---------- Given information
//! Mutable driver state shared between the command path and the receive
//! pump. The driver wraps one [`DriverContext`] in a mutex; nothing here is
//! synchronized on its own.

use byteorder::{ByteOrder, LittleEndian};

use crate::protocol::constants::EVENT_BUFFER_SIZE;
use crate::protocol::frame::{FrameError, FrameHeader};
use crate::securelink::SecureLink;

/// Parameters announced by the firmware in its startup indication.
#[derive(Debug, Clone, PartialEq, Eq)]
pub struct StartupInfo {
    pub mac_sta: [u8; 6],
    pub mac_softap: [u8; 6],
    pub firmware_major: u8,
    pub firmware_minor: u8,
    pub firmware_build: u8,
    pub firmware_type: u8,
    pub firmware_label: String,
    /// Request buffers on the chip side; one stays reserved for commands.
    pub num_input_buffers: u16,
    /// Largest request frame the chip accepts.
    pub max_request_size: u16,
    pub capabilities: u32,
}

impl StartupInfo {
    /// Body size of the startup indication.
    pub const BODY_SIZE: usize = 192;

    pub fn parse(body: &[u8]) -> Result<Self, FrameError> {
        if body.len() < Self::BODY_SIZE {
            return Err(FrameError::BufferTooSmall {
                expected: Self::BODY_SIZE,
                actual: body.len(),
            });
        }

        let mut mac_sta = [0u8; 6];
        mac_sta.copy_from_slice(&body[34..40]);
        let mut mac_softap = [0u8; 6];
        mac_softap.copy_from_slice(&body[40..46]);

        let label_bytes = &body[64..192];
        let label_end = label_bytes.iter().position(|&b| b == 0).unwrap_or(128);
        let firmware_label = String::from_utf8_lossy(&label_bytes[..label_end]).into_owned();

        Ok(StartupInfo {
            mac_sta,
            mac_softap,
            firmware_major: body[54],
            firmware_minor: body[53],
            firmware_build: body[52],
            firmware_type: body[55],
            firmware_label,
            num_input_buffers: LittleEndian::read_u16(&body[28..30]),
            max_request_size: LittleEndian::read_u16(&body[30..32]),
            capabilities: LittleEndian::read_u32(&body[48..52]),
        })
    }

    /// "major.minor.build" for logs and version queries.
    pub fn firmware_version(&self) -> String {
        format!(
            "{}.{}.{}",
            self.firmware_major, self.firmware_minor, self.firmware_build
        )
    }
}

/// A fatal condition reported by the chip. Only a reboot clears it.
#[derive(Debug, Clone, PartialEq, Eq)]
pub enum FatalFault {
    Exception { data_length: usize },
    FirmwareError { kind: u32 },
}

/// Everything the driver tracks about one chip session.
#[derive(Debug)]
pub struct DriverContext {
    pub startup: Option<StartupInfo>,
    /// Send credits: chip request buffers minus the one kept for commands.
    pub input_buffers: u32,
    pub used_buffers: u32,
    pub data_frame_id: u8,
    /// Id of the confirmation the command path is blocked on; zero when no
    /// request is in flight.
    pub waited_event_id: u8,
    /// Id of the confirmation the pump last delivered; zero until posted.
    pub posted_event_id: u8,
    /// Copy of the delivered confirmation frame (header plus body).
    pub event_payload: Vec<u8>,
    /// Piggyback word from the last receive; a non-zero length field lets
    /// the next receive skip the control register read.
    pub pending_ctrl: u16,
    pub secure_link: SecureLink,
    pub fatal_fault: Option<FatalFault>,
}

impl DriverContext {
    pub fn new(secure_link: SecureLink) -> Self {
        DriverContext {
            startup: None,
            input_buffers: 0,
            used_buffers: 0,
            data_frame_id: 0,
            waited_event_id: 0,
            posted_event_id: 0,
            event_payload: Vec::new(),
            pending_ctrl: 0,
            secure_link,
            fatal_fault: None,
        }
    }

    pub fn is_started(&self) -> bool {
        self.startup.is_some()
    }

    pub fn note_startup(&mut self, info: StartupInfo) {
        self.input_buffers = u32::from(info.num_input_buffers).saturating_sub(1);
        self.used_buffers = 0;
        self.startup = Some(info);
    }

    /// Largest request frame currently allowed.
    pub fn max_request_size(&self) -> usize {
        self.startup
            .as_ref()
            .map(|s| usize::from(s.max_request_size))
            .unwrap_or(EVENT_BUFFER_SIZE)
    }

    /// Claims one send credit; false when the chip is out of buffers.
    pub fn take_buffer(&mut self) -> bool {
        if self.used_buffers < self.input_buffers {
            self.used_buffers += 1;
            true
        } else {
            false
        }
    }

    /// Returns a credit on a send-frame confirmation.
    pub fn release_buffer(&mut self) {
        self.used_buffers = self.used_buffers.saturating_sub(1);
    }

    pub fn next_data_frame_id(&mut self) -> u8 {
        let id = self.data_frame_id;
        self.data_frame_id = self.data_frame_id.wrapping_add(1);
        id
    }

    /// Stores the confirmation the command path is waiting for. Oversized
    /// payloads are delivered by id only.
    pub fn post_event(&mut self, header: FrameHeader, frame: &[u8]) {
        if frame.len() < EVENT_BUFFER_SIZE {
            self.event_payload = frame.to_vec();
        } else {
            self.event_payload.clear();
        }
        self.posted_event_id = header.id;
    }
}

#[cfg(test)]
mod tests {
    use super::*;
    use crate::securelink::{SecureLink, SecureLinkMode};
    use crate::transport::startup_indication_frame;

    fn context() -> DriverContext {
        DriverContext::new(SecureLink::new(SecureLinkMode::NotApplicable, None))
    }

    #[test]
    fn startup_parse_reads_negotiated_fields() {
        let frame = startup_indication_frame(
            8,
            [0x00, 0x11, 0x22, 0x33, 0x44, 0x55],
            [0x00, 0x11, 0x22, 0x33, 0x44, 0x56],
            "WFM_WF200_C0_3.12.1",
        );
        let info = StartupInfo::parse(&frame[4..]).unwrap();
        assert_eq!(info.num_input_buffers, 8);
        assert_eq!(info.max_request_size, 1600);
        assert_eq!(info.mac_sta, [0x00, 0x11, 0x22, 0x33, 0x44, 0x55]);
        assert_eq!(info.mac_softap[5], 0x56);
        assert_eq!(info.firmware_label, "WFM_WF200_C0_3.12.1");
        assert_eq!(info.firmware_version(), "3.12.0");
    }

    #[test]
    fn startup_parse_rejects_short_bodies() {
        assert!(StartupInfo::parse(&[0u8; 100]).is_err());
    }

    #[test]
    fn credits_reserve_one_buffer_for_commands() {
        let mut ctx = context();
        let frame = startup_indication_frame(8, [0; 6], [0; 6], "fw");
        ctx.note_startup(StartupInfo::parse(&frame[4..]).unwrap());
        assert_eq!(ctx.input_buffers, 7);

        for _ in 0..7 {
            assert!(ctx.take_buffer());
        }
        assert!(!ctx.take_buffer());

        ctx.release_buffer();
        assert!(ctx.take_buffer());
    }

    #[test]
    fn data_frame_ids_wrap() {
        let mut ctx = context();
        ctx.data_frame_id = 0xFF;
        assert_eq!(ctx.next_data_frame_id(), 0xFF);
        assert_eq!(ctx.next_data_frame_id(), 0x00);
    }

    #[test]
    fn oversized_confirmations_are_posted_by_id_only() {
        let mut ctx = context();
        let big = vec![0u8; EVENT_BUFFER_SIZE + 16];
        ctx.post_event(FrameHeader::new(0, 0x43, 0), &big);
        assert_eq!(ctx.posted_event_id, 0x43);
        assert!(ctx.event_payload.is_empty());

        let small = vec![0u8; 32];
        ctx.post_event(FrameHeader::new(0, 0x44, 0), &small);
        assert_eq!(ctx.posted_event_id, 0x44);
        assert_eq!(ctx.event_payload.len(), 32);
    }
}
--------------------
> **Assignment**
Please write out, exactly as they appear above, only the lines in the stretch from the line with "self.startup.is_some()" through the line with "self.event_payload.clear();".

> **Answer**
        self.startup.is_some()
    }

    pub fn note_startup(&mut self, info: StartupInfo) {
        self.input_buffers = u32::from(info.num_input_buffers).saturating_sub(1);
        self.used_buffers = 0;
        self.startup = Some(info);
    }

    /// Largest request frame currently allowed.
    pub fn max_request_size(&self) -> usize {
        self.startup
            .as_ref()
            .map(|s| usize::from(s.max_request_size))
            .unwrap_or(EVENT_BUFFER_SIZE)
    }

    /// Claims one send credit; false when the chip is out of buffers.
    pub fn take_buffer(&mut self) -> bool {
        if self.used_buffers < self.input_buffers {
            self.used_buffers += 1;
            true
        } else {
            false
        }
    }

    /// Returns a credit on a send-frame confirmation.
    pub fn release_buffer(&mut self) {
        self.used_buffers = self.used_buffers.saturating_sub(1);
    }

    pub fn next_data_frame_id(&mut self) -> u8 {
        let id = self.data_frame_id;
        self.data_frame_id = self.data_frame_id.wrapping_add(1);
        id
    }

    /// Stores the confirmation the command path is waiting for. Oversized
    /// payloads are delivered by id only.
    pub fn post_event(&mut self, header: FrameHeader, frame: &[u8]) {
        if frame.len() < EVENT_BUFFER_SIZE {
            self.event_payload = frame.to_vec();
        } else {
            self.event_payload.clear();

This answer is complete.